Luciperro... muchisimas gracias x tu respuesta... jajaja no pasaron ni 5 minutos desde qe postie... =)

estos qe me pasaste tienen mejor calidad/durabilidad?

gracias de nuevo... este verano voy a publicar en tu post de diagramas algunos amplificador... de 25, 50 y 130 watts (el de 130 segurisimo) con sus PCBs y todo...


----------



## tecnicdeso (Dic 13, 2006)

Hay muchos transistores del tipo. Si no quieres complicarte la vida con transistores en encapsulado metálico, puedes probar los TIP 35 C Y TIP36C, megaeconómicos y muy usados en hifi y car audio, y como alternativa el 2sb683 y su par complementario. Tambien está el 2N3773 y su par -

Tambien estan los MJ15015 Y MJ 15016, que son de motorola y de algo menos de voltage que los que ten han posteado antes.

En definitiva, no vas a apreciar ninguna variación de sonido instales el transistor que instales.
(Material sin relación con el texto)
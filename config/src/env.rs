use std::env;

/// Replace `${VAR}` references with the value of the environment variable.
///
/// Unset variables expand to an empty string. An unterminated `${` is kept
/// verbatim.
pub fn expand_env_vars(value: &str) -> String {
    let mut out = String::with_capacity(value.len());
    let mut rest = value;

    while let Some(start) = rest.find("${") {
        out.push_str(&rest[..start]);
        let after = &rest[start + 2..];
        match after.find('}') {
            Some(end) => {
                let var = &after[..end];
                if !var.is_empty() {
                    out.push_str(&env::var(var).unwrap_or_default());
                }
                rest = &after[end + 1..];
            }
            None => {
                out.push_str(&rest[start..]);
                rest = "";
            }
        }
    }

    out.push_str(rest);
    out
}
//! Bearer token validation and refresh.
//!
//! A run resolves its credential once, before any probe is sent:
//!
//! ```text
//! Unchecked ──check ok──────────────────────────▶ Valid
//!     │
//!     └──rejected / unreachable──▶ Invalid ──sign-in ok──▶ Refreshed
//!                                     │
//!                                     └──sign-in failed──▶ RefreshFailed
//! ```
//!
//! `resolve` makes at most one check call and at most one sign-in call. It
//! always returns a credential: when refreshing fails the stored one is used
//! and the probes are left to report what the fleet thinks of it.

use std::sync::Arc;

use serde::Serialize;
use serde_json::Value;
use thiserror::Error;
use url::Url;

use pulse_config::{Config, ConfigError, ConfigSink, LoginCredentials};
use pulse_transport::reqwest::header::HeaderMap;
use pulse_transport::{ProbeFailure, Transport, bearer_headers, require_success};
use pulse_types::Credential;

pub const AUTH_CHECK_PATH: &str = "/v1/auth/is_auth";
pub const SIGN_IN_PATH: &str = "/v2/auth/sign_in";

/// Where the sign-in response carries the fresh token.
const TOKEN_POINTER: &str = "/result/0";

#[derive(Debug, Clone, Copy, PartialEq, Eq)]
pub enum TokenState {
    Unchecked,
    Valid,
    Invalid,
    Refreshed,
    RefreshFailed,
}

/// Result of asking the central API whether a token is still accepted.
#[derive(Debug, Clone, PartialEq, Eq)]
pub enum AuthCheck {
    Valid,
    /// The API answered outside 2xx.
    Rejected(u16),
    /// No usable answer: timeout, connection failure, bad header.
    TransportError(String),
}

#[derive(Debug, Error)]
pub enum AuthError {
    #[error("no login credentials configured")]
    MissingLogin,
    #[error("sign-in failed: {failure}{}", server_note(.message.as_deref()))]
    Refresh {
        failure: ProbeFailure,
        message: Option<String>,
    },
    #[error("sign-in response carried no token")]
    MissingToken,
    #[error("sign-in returned an unusable token: {0}")]
    UnusableToken(ProbeFailure),
    #[error("failed to persist refreshed token: {0}")]
    Persist(#[from] ConfigError),
}

fn server_note(message: Option<&str>) -> String {
    message.map_or_else(String::new, |message| format!(" ({message})"))
}

impl AuthError {
    fn refresh(failure: ProbeFailure) -> Self {
        Self::Refresh {
            failure,
            message: None,
        }
    }
}

/// The credential a run should use, and how it was obtained.
#[derive(Debug, Clone)]
pub struct TokenResolution {
    pub credential: Credential,
    pub state: TokenState,
}

/// Auth endpoints resolved against the API base URL.
#[derive(Debug, Clone)]
pub struct AuthEndpoints {
    check: Url,
    sign_in: Url,
}

impl AuthEndpoints {
    pub fn new(base: &Url) -> Result<Self, url::ParseError> {
        Ok(Self {
            check: base.join(AUTH_CHECK_PATH)?,
            sign_in: base.join(SIGN_IN_PATH)?,
        })
    }

    #[must_use]
    pub fn check(&self) -> &Url {
        &self.check
    }

    #[must_use]
    pub fn sign_in(&self) -> &Url {
        &self.sign_in
    }
}

#[derive(Serialize)]
struct SignInRequest<'a> {
    email: &'a str,
    password: &'a str,
}

pub struct TokenManager {
    transport: Transport,
    endpoints: AuthEndpoints,
    sink: Arc<dyn ConfigSink>,
    state: TokenState,
}

impl TokenManager {
    pub fn new(transport: Transport, endpoints: AuthEndpoints, sink: Arc<dyn ConfigSink>) -> Self {
        Self {
            transport,
            endpoints,
            sink,
            state: TokenState::Unchecked,
        }
    }

    /// State reached by the most recent [`resolve`](Self::resolve).
    #[must_use]
    pub fn state(&self) -> TokenState {
        self.state
    }

    /// Produce the credential for this run, refreshing and persisting it when
    /// the stored one is no longer accepted.
    pub async fn resolve(&mut self, config: &Config) -> TokenResolution {
        self.state = TokenState::Unchecked;
        let current = config.credential();

        match self.check(&current).await {
            AuthCheck::Valid => {
                tracing::info!("Token is valid");
                return self.settle(current, TokenState::Valid);
            }
            AuthCheck::Rejected(status) => {
                tracing::warn!(status, "Token rejected; requesting a new one");
            }
            AuthCheck::TransportError(error) => {
                tracing::warn!(%error, "Token check failed; requesting a new one");
            }
        }
        self.state = TokenState::Invalid;

        let fresh = match config.login() {
            Some(login) => self.sign_in(&login).await,
            None => Err(AuthError::MissingLogin),
        };

        match fresh {
            Ok(fresh) => {
                if let Err(e) = self.sink.save(&config.with_credential(&fresh)) {
                    let error = AuthError::Persist(e);
                    tracing::error!(%error, "Continuing with the refreshed token in memory");
                }
                self.settle(fresh, TokenState::Refreshed)
            }
            Err(error) => {
                tracing::warn!(%error, "Could not get a new token; continuing with the stored one");
                self.settle(current, TokenState::RefreshFailed)
            }
        }
    }

    fn settle(&mut self, credential: Credential, state: TokenState) -> TokenResolution {
        self.state = state;
        TokenResolution { credential, state }
    }

    /// Ask the API whether `credential` is still accepted.
    pub async fn check(&self, credential: &Credential) -> AuthCheck {
        let headers = match bearer_headers(credential, None) {
            Ok(headers) => headers,
            Err(failure) => return AuthCheck::TransportError(failure.to_string()),
        };

        let response = self
            .transport
            .post_json::<()>(self.endpoints.check.clone(), &headers, None)
            .await
            .and_then(require_success);

        match response {
            Ok(response) => {
                if let Ok(body) = self.transport.read_json(response).await {
                    let result = body.get("result").cloned().unwrap_or_default();
                    tracing::debug!(%result, "Auth check");
                }
                AuthCheck::Valid
            }
            Err(ProbeFailure::Http { status }) => AuthCheck::Rejected(status),
            Err(failure) => AuthCheck::TransportError(failure.to_string()),
        }
    }

    /// Exchange email and password for a fresh token.
    pub async fn sign_in(&self, login: &LoginCredentials) -> Result<Credential, AuthError> {
        let body = SignInRequest {
            email: &login.email,
            password: &login.password,
        };
        let response = self
            .transport
            .post_json(self.endpoints.sign_in.clone(), &HeaderMap::new(), Some(&body))
            .await
            .map_err(AuthError::refresh)?;

        let status = response.status();
        let payload = self.transport.read_json(response).await;

        if !status.is_success() {
            return Err(AuthError::Refresh {
                failure: ProbeFailure::Http {
                    status: status.as_u16(),
                },
                message: payload.ok().as_ref().and_then(server_message),
            });
        }

        let payload = payload.map_err(AuthError::refresh)?;
        let token = extract_token(&payload).ok_or(AuthError::MissingToken)?;
        // Must fit in an Authorization header, or every probe would be unsendable.
        bearer_headers(&token, None).map_err(AuthError::UnusableToken)?;
        Ok(token)
    }
}

fn extract_token(payload: &Value) -> Option<Credential> {
    payload
        .pointer(TOKEN_POINTER)
        .and_then(Value::as_str)
        .map(str::trim)
        .filter(|token| !token.is_empty())
        .map(Credential::new)
}

/// Human-readable reason from a failed sign-in body.
fn server_message(payload: &Value) -> Option<String> {
    [TOKEN_POINTER, "/message", "/error/message"]
        .iter()
        .find_map(|pointer| payload.pointer(pointer).and_then(Value::as_str))
        .map(ToString::to_string)
}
Cuando un circuito está equilibrado y bien diseñado, no importa la calidad de transistor que uses. 

Yo particularmente me decanto mas por las etapas MOS-FET, de mayor rendimiento, mayor calidad y mas sencillez de diseño. Concretamente puedes buscar los 2SJ50 y los 2SK135. Los padres de las etapas de potencia mosfet semi y profesionales. Con cuatro pequeños transistores tipo 2n5551 y 2n5401 lias una etapa de potencia final con la que disfrutaras de lo lindo... Salu2


----------



## Manonline (Dic 13, 2006)

gracias tecnicdeso!! y perdon qe siga molestando... en encapsulados TO-3 cuales conoces? =)

gracias de antemano =)

suertee.


----------



## tecnicdeso (Dic 16, 2006)

La verdad que hoy en dia el encapsulado TO3 no esta demasiado de moda. Encontrar transistores to3 buenos, bonitos, baratos... dificil. El archiconocido 2n3055, pero cuidado que tiene sus limites... Saludos.


----------



## gaston sj (Dic 16, 2006)

hola luciperro te recomiendo los mj802 que son para 30 amperes no creo que tengas mas potencia pero no esforzaras los transistores i si son con los tip 31c y 32c reemplazalo por los tip41c y 42c con eso te andara de maravilla
(yo tambientengo amplificador de 130w sin amplificador y funciona de maravilla)


----------



## arcangello27 (Sep 14, 2009)

utiliza los transistores 2sc3858 funcionan de maravilla
pero te recomendaria que la fabricaras complementaria
y asi utilizarias los transistores 2sa1494 y los 2sc3858


----------



## mda1961 (Ago 25, 2010)

Hola, saludos, queria comentarte que los 2N3055 tienen que ser de los 70/80, los que venden ahora no duran nada, éstos son de hi-fi, el BUY69 es amplificador de potencia pero de horizontal de TV, no se quema pero es un TR duro, es mas tranquilo el Toshiba 2SC1617, estamos hablando de todos NPN, ahora si conseguis la versión militar del 2N3055 (RCA 65901) es el sumun, es el 6L6GC de los TR.
Los Mj15015 no tienen tampoco la calidez, no te olvides que muchos TR estan puestos para potencia pero no fidelidad, para Hi.Fi, yá mas de 60 watts RMS es mucho, yo uso RCA 65901 y mucho valvular, para voces EL34, para musica 6L6GC, saludos.


----------



## Cacho (Ago 26, 2010)

mda1961 dijo:


> ...los 2N3055 tienen que ser de los 70/80, los que venden ahora no duran nada...


Sólo si comprás los falsos. Lso 3055 actuales son mejores que los de los 70-80, pero las falsificaciones no.


mda1961 dijo:


> ...el Toshiba 2SC1617...


El 99% de los componentes Toshiba a los que se tiene acceso son falsificaciones. Como son muy buenos y tienen un precio interesante, los chinos falsificadores sonríen al fabricarlos.

En fin, todo pasa por simplemente conseguir componentes originales. Si comprás los truchos es más que esperable que ande mal todo.

Saludos


----------